_Description of the task:_ Copy out each line from the material where the word "outputs" is found.

_____

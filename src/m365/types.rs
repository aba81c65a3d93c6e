use std::collections::BTreeMap;
use std::fmt;
use std::time::Duration;

use crate::resolver::{
    DEFAULT_QUERY_TIMEOUT, DnsErrorKind, RecordType, ResolverEndpoint, ResolverPanel,
};

/// TXT marker proving the domain routes mail through Exchange Online.
pub const SPF_MARKER: &str = "spf.protection.outlook.com";
/// TXT marker left by the Microsoft domain-ownership verification wizard.
pub const VERIFY_DOMAIN_MARKER: &str = "v=verifydomain MS=";
/// Suffix of MX exchanges hosted by Exchange Online Protection.
pub const OUTLOOK_MX_SUFFIX: &str = "mail.protection.outlook.com.";

/// The fixed M365 check catalog. Closed set; declaration order is the
/// display order.
#[cfg_attr(feature = "with-serde", derive(serde::Serialize, serde::Deserialize))]
#[derive(Debug, Clone, Copy, PartialEq, Eq, PartialOrd, Ord, Hash)]
pub enum CheckName {
    Mx,
    Spf,
    VerifyDomain,
    Autodiscover,
    Lyncdiscover,
    Selector1,
    Selector2,
}

impl CheckName {
    pub const ALL: [CheckName; 7] = [
        CheckName::Mx,
        CheckName::Spf,
        CheckName::VerifyDomain,
        CheckName::Autodiscover,
        CheckName::Lyncdiscover,
        CheckName::Selector1,
        CheckName::Selector2,
    ];

    pub fn label(self) -> &'static str {
        match self {
            Self::Mx => "MX",
            Self::Spf => "SPF",
            Self::VerifyDomain => "VerifyDomain",
            Self::Autodiscover => "autodiscover",
            Self::Lyncdiscover => "lyncdiscover",
            Self::Selector1 => "selector1._domainkey",
            Self::Selector2 => "selector2._domainkey",
        }
    }

    pub(crate) fn definition(self) -> CheckDefinition {
        match self {
            Self::Mx => CheckDefinition::RawLookup(RecordType::Mx),
            Self::Spf => CheckDefinition::TxtContaining(SPF_MARKER),
            Self::VerifyDomain => CheckDefinition::TxtContaining(VERIFY_DOMAIN_MARKER),
            Self::Autodiscover => CheckDefinition::CnameSubdomain("autodiscover"),
            Self::Lyncdiscover => CheckDefinition::CnameSubdomain("lyncdiscover"),
            Self::Selector1 => CheckDefinition::CnameSubdomain("selector1._domainkey"),
            Self::Selector2 => CheckDefinition::CnameSubdomain("selector2._domainkey"),
        }
    }
}

impl fmt::Display for CheckName {
    fn fmt(&self, f: &mut fmt::Formatter<'_>) -> fmt::Result {
        f.write_str(self.label())
    }
}

/// How a check derives its value from DNS answers. One tagged variant per
/// rule shape covers the whole catalog.
#[derive(Debug, Clone, Copy, PartialEq, Eq)]
pub(crate) enum CheckDefinition {
    RawLookup(RecordType),
    TxtContaining(&'static str),
    CnameSubdomain(&'static str),
}

/// One result matrix cell. Absence is a first-class value, and a raw-lookup
/// failure keeps its error kind instead of degrading to sentinel text.
#[cfg_attr(feature = "with-serde", derive(serde::Serialize, serde::Deserialize))]
#[derive(Debug, Clone, PartialEq, Eq)]
pub enum CheckOutput {
    Absent,
    Value(String),
    Values(Vec<String>),
    Failed(DnsErrorKind),
}

impl CheckOutput {
    pub fn is_present(&self) -> bool {
        match self {
            Self::Value(_) => true,
            Self::Values(values) => !values.is_empty(),
            Self::Absent | Self::Failed(_) => false,
        }
    }
}

static ABSENT: CheckOutput = CheckOutput::Absent;

/// All check outputs observed through one resolver endpoint.
#[cfg_attr(feature = "with-serde", derive(serde::Serialize, serde::Deserialize))]
#[derive(Debug, Clone, PartialEq, Eq)]
pub struct ResolverResults {
    endpoint: ResolverEndpoint,
    outputs: BTreeMap<CheckName, CheckOutput>,
}

impl ResolverResults {
    pub(crate) fn new(endpoint: ResolverEndpoint) -> Self {
        Self {
            endpoint,
            outputs: BTreeMap::new(),
        }
    }

    pub(crate) fn insert(&mut self, check: CheckName, output: CheckOutput) {
        self.outputs.insert(check, output);
    }

    pub fn endpoint(&self) -> &ResolverEndpoint {
        &self.endpoint
    }

    pub fn output(&self, check: CheckName) -> &CheckOutput {
        self.outputs.get(&check).unwrap_or(&ABSENT)
    }
}

/// Per-resolver, per-check results. Built once per invocation, read-only
/// afterwards; row order follows the panel.
#[cfg_attr(feature = "with-serde", derive(serde::Serialize, serde::Deserialize))]
#[derive(Debug, Clone, PartialEq, Eq)]
pub struct ResultMatrix {
    rows: Vec<ResolverResults>,
}

impl ResultMatrix {
    pub(crate) fn new(rows: Vec<ResolverResults>) -> Self {
        Self { rows }
    }

    pub fn resolvers(&self) -> &[ResolverResults] {
        &self.rows
    }

    /// One check's outputs across the panel, in panel order.
    pub fn column(&self, check: CheckName) -> impl Iterator<Item = (&str, &CheckOutput)> {
        self.rows
            .iter()
            .map(move |row| (row.endpoint.name.as_str(), row.output(check)))
    }
}

/// Tri-state presence classification of one check across the panel.
#[cfg_attr(feature = "with-serde", derive(serde::Serialize, serde::Deserialize))]
#[derive(Debug, Clone, Copy, PartialEq, Eq)]
pub enum Verdict {
    Verified,
    Partial,
    Missing,
}

impl fmt::Display for Verdict {
    fn fmt(&self, f: &mut fmt::Formatter<'_>) -> fmt::Result {
        match self {
            Self::Verified => f.write_str("verified"),
            Self::Partial => f.write_str("partial"),
            Self::Missing => f.write_str("missing"),
        }
    }
}

/// Composite DKIM status derived from the two selector verdicts.
#[cfg_attr(feature = "with-serde", derive(serde::Serialize, serde::Deserialize))]
#[derive(Debug, Clone, Copy, PartialEq, Eq)]
pub enum DkimState {
    Enabled,
    Partial,
    NotEnabled,
}

impl fmt::Display for DkimState {
    fn fmt(&self, f: &mut fmt::Formatter<'_>) -> fmt::Result {
        match self {
            Self::Enabled => f.write_str("enabled"),
            Self::Partial => f.write_str("partial"),
            Self::NotEnabled => f.write_str("not enabled"),
        }
    }
}

/// Resolvers sharing one normalized check value. `value: None` is the
/// absent group (no present value on those resolvers).
#[cfg_attr(feature = "with-serde", derive(serde::Serialize, serde::Deserialize))]
#[derive(Debug, Clone, PartialEq, Eq)]
pub struct ValueGroup {
    pub value: Option<Vec<String>>,
    pub resolvers: Vec<String>,
}

/// A check whose present values diverge across the panel.
#[cfg_attr(feature = "with-serde", derive(serde::Serialize, serde::Deserialize))]
#[derive(Debug, Clone, PartialEq, Eq)]
pub struct Discrepancy {
    pub check: CheckName,
    pub groups: Vec<ValueGroup>,
}

/// Full report for one M365 bundle invocation.
#[cfg_attr(feature = "with-serde", derive(serde::Serialize, serde::Deserialize))]
#[derive(Debug, Clone, PartialEq, Eq)]
pub struct M365Report {
    pub domain: String,
    pub matrix: ResultMatrix,
    pub verdicts: Vec<(CheckName, Verdict)>,
    pub dkim: DkimState,
    pub discrepancies: Vec<Discrepancy>,
}

impl M365Report {
    pub fn verdict(&self, check: CheckName) -> Verdict {
        self.verdicts
            .iter()
            .find(|(name, _)| *name == check)
            .map(|(_, verdict)| *verdict)
            .unwrap_or(Verdict::Missing)
    }

    pub fn is_consistent(&self) -> bool {
        self.discrepancies.is_empty()
    }
}

/// Options for one bundle run. The panel is an explicit value so tests and
/// callers can substitute their own.
#[derive(Debug, Clone, PartialEq, Eq)]
pub struct M365Options {
    panel: ResolverPanel,
    timeout: Duration,
}

impl M365Options {
    pub fn new() -> Self {
        Self::default()
    }

    pub fn with_panel(mut self, panel: ResolverPanel) -> Self {
        self.panel = panel;
        self
    }

    pub fn with_timeout(mut self, timeout: Duration) -> Self {
        self.timeout = timeout;
        self
    }

    pub fn panel(&self) -> &ResolverPanel {
        &self.panel
    }

    pub fn timeout(&self) -> Duration {
        self.timeout
    }
}

impl Default for M365Options {
    fn default() -> Self {
        Self {
            panel: ResolverPanel::default(),
            timeout: DEFAULT_QUERY_TIMEOUT,
        }
    }
}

_____

_Task output:_
/// All check outputs observed through one resolver endpoint.
    outputs: BTreeMap<CheckName, CheckOutput>,
            outputs: BTreeMap::new(),
        self.outputs.insert(check, output);
        self.outputs.get(&check).unwrap_or(&ABSENT)
    /// One check's outputs across the panel, in panel order.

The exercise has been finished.